Metabolic Flux and Sequence Conservation

Source: Bilu, Y., Shlomi, T., Barkai, N., and Ruppin, E. Conservation of expression and sequence of metabolic genes is reflected by activity across metabolic states. 2006. PLoS Computational Biology, 2(8):e106

The authors use flux balance analysis (FBA) to create an optimal solution set for metabolic genes in various media conditions. They then compare the flux in this set for individual reactions to evolution rate of the protein-coding region, promoter, and expression levels. The authors found rough correlation in the expected manner: lower flux variability genes show higher conservation across species.
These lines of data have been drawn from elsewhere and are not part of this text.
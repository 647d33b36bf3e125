//! Matcher rule definitions and compilation.
//!
//! [`MatcherRule`] is the declarative, serializable form that ends up in
//! the contract document. [`CompiledRule`] is the pre-compiled runtime
//! form used for evaluation, so regex compilation happens once at
//! construction instead of on every check.

use super::outcome::{CheckFailureKind, MatchOutcome};
use chrono::{NaiveDate, NaiveDateTime, NaiveTime};
use regex::Regex;
use serde::{Deserialize, Serialize};
use serde_json::Value;
use std::sync::Arc;

/// Structural/format predicate substituted for exact value equality at a
/// given body path.
///
/// The rule set is closed: adding a new kind means adding one variant here
/// and one evaluation arm in [`CompiledRule::check`], nothing else.
#[derive(Debug, Clone, PartialEq, Eq, Serialize, Deserialize)]
#[serde(tag = "match", rename_all = "camelCase")]
pub enum MatcherRule {
    /// Actual value must have the same JSON kind as the expected value;
    /// the expected value itself is illustrative only.
    Type,

    /// Textual form of the actual value must fully match the pattern.
    Regex { regex: String },

    /// Textual form of the actual value must parse exactly against the
    /// chrono format string (e.g. `%Y-%m-%d`), locale-invariant.
    #[serde(rename = "date")]
    DateFormat {
        #[serde(rename = "date")]
        format: String,
    },
}

/// Error constructing a rule.
#[derive(Debug, thiserror::Error)]
pub enum RuleError {
    #[error("invalid regex pattern {pattern:?}: {source}")]
    InvalidPattern {
        pattern: String,
        source: regex::Error,
    },
    #[error("date format must not be empty")]
    EmptyDateFormat,
}

/// Compiled rule for efficient runtime evaluation.
#[derive(Debug, Clone)]
pub enum CompiledRule {
    Type,
    Regex(Arc<Regex>),
    DateFormat(String),
}

impl CompiledRule {
    /// Compile a MatcherRule into its runtime form.
    ///
    /// Regex patterns are anchored (`^(?:pat)$`) so partial hits never
    /// count as a match.
    pub fn compile(rule: &MatcherRule) -> Result<Self, RuleError> {
        match rule {
            MatcherRule::Type => Ok(CompiledRule::Type),
            MatcherRule::Regex { regex } => {
                let anchored = format!("^(?:{regex})$");
                let compiled = Regex::new(&anchored).map_err(|source| RuleError::InvalidPattern {
                    pattern: regex.clone(),
                    source,
                })?;
                Ok(CompiledRule::Regex(Arc::new(compiled)))
            }
            MatcherRule::DateFormat { format } => {
                if format.is_empty() {
                    return Err(RuleError::EmptyDateFormat);
                }
                Ok(CompiledRule::DateFormat(format.clone()))
            }
        }
    }

    /// Evaluate the rule against one body path.
    ///
    /// Pure over its inputs: malformed actual data is a failure outcome,
    /// never an error or a panic.
    pub fn check(&self, path: &str, expected: &Value, actual: &Value) -> MatchOutcome {
        match self {
            CompiledRule::Type => {
                if json_kind(expected) == json_kind(actual) {
                    MatchOutcome::success(path)
                } else {
                    MatchOutcome::failure(path, CheckFailureKind::TypeMismatch)
                }
            }
            CompiledRule::Regex(regex) => match scalar_text(actual) {
                Some(text) if regex.is_match(&text) => MatchOutcome::success(path),
                _ => MatchOutcome::failure(path, CheckFailureKind::PatternMismatch),
            },
            CompiledRule::DateFormat(format) => match scalar_text(actual) {
                Some(text) if parses_exactly(&text, format) => MatchOutcome::success(path),
                _ => MatchOutcome::failure(path, CheckFailureKind::ValueDoesNotMatchDateFormat),
            },
        }
    }
}

/// JSON kind of a value, for Type matching.
fn json_kind(value: &Value) -> &'static str {
    match value {
        Value::Null => "null",
        Value::Bool(_) => "boolean",
        Value::Number(_) => "number",
        Value::String(_) => "string",
        Value::Array(_) => "array",
        Value::Object(_) => "object",
    }
}

/// Textual form of a scalar value. Null, arrays and objects have none.
fn scalar_text(value: &Value) -> Option<String> {
    match value {
        Value::String(s) => Some(s.clone()),
        Value::Number(n) => Some(n.to_string()),
        Value::Bool(b) => Some(b.to_string()),
        Value::Null | Value::Array(_) | Value::Object(_) => None,
    }
}

/// Strict parse of `text` against a chrono format string.
///
/// Tries datetime, date-only and time-only interpretations; chrono rejects
/// trailing unparsed input, so a partial match never passes.
fn parses_exactly(text: &str, format: &str) -> bool {
    NaiveDateTime::parse_from_str(text, format).is_ok()
        || NaiveDate::parse_from_str(text, format).is_ok()
        || NaiveTime::parse_from_str(text, format).is_ok()
}

#[cfg(test)]
mod tests {
    use super::*;
    use serde_json::json;

    fn check(rule: &MatcherRule, expected: Value, actual: Value) -> MatchOutcome {
        CompiledRule::compile(rule)
            .unwrap()
            .check("$.body.field", &expected, &actual)
    }

    #[test]
    fn test_type_rule_matches_same_kind() {
        let rule = MatcherRule::Type;
        assert!(check(&rule, json!("DetailsView"), json!("SearchView")).matched());
        assert!(check(&rule, json!(1), json!(99.5)).matched());
        assert!(check(&rule, json!({"a": 1}), json!({"b": 2})).matched());
        assert!(check(&rule, json!([1]), json!([])).matched());
        assert!(check(&rule, json!(null), json!(null)).matched());
    }

    #[test]
    fn test_type_rule_rejects_different_kind() {
        let outcome = check(&MatcherRule::Type, json!("text"), json!(42));
        assert_eq!(
            outcome,
            MatchOutcome::failure("$.body.field", CheckFailureKind::TypeMismatch)
        );
        assert!(!check(&MatcherRule::Type, json!(true), json!(null)).matched());
    }

    #[test]
    fn test_regex_rule_is_anchored() {
        let rule = MatcherRule::Regex {
            regex: r"\d{4}".to_string(),
        };
        assert!(check(&rule, json!("1234"), json!("2024")).matched());
        // Partial hits do not count.
        assert!(!check(&rule, json!("1234"), json!("year 2024")).matched());
        assert!(!check(&rule, json!("1234"), json!("20245")).matched());
    }

    #[test]
    fn test_regex_rule_on_non_string_scalars() {
        let rule = MatcherRule::Regex {
            regex: r"\d+".to_string(),
        };
        // Numbers are matched on their textual form.
        assert!(check(&rule, json!(1), json!(12345)).matched());

        let outcome = check(&rule, json!(1), json!({"nested": true}));
        assert_eq!(
            outcome,
            MatchOutcome::failure("$.body.field", CheckFailureKind::PatternMismatch)
        );
        assert!(!check(&rule, json!(1), json!(null)).matched());
    }

    #[test]
    fn test_regex_rule_invalid_pattern_is_construction_error() {
        let rule = MatcherRule::Regex {
            regex: "(unclosed".to_string(),
        };
        assert!(matches!(
            CompiledRule::compile(&rule),
            Err(RuleError::InvalidPattern { .. })
        ));
    }

    #[test]
    fn test_date_format_rule() {
        let rule = MatcherRule::DateFormat {
            format: "%Y-%m-%d".to_string(),
        };
        assert!(check(&rule, json!("2011-07-01"), json!("2014-02-11")).matched());

        let outcome = check(&rule, json!("2011-07-01"), json!("11/02/2014"));
        assert_eq!(
            outcome,
            MatchOutcome::failure(
                "$.body.field",
                CheckFailureKind::ValueDoesNotMatchDateFormat
            )
        );
    }

    #[test]
    fn test_date_format_rule_rejects_partial_parse() {
        let rule = MatcherRule::DateFormat {
            format: "%Y-%m-%d".to_string(),
        };
        // Trailing text after a valid date is not an exact parse.
        assert!(!check(&rule, json!("2011-07-01"), json!("2014-02-11T06:00:00")).matched());
        assert!(!check(&rule, json!("2011-07-01"), json!("2014-02-31")).matched());
    }

    #[test]
    fn test_date_format_rule_datetime_and_time_formats() {
        let datetime = MatcherRule::DateFormat {
            format: "%Y-%m-%dT%H:%M:%S".to_string(),
        };
        assert!(check(&datetime, json!("2011-07-01T01:41:03"), json!("2024-12-31T23:59:59")).matched());

        let time = MatcherRule::DateFormat {
            format: "%H:%M".to_string(),
        };
        assert!(check(&time, json!("01:41"), json!("23:59")).matched());
        assert!(!check(&time, json!("01:41"), json!("25:00")).matched());
    }

    #[test]
    fn test_date_format_rule_never_errors_on_bad_data() {
        let rule = MatcherRule::DateFormat {
            format: "%Y-%m-%d".to_string(),
        };
        // Non-scalar actuals are failures, not panics.
        assert!(!check(&rule, json!("2011-07-01"), json!(["2011-07-01"])).matched());
    }

    #[test]
    fn test_empty_date_format_is_construction_error() {
        let rule = MatcherRule::DateFormat {
            format: String::new(),
        };
        assert!(matches!(
            CompiledRule::compile(&rule),
            Err(RuleError::EmptyDateFormat)
        ));
    }

    #[test]
    fn test_rule_serde_contract_shapes() {
        let json = serde_json::to_value(&MatcherRule::Type).unwrap();
        assert_eq!(json, serde_json::json!({"match": "type"}));

        let json = serde_json::to_value(&MatcherRule::Regex {
            regex: "[0-9A-F]{8}".to_string(),
        })
        .unwrap();
        assert_eq!(json, serde_json::json!({"match": "regex", "regex": "[0-9A-F]{8}"}));

        let json = serde_json::to_value(&MatcherRule::DateFormat {
            format: "%Y-%m-%d".to_string(),
        })
        .unwrap();
        assert_eq!(json, serde_json::json!({"match": "date", "date": "%Y-%m-%d"}));

        let rule: MatcherRule =
            serde_json::from_value(serde_json::json!({"match": "date", "date": "%H:%M"})).unwrap();
        assert_eq!(
            rule,
            MatcherRule::DateFormat {
                format: "%H:%M".to_string()
            }
        );
    }
}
Additionally, genes found to be active throughout different media conditions were found to be well conserved.

Other notes
-in FBA’s optimal solution space there are missing constraints to the model, though it has been shown that models still carry meaningful biological info
-flux values show moderate, statistically significant correlation with corresponding gene expression levels and protein abundance
-flux variability analysis: difference between max and min flux values in the space of optimal flux distributions for each reaction
-expression divergence score: expression patterns among four yeast strains
-promoter conservation score: based on three yeast species’ conservation of S. cerevisiae transcription factor binding sites
-moderate, statistically significant correlation between flexibility scores and expression divergence score, promoter conservation score
-possible that high flexibility score means the genes are in pathways that have alternatives
-of the 50 genes with highest flex score, 6% are essential, whereas 17% of the 89 zero-flex genes are essential
-statistically significant correlation between knockout growth rate (For metabolic genes) and evolutionary rate
-best predictor for evolutionary rate is the expression level of the encoded gene
-“Previous studies suggest that the predicted variability in metabolic states may represent heterogeneous metabolic behaviors of individuals within a cell population”


I found this study short and sweet. A simple question: Do highly conserved genes have more rigid optimum activities? So for enzymes that are not metabolically constrained we see a greater diversity in sequence. This makes senses, mess with the choke-points and you screw up a pathway, tinker with some of the non rate-limiting genes and there isn't as much a problem.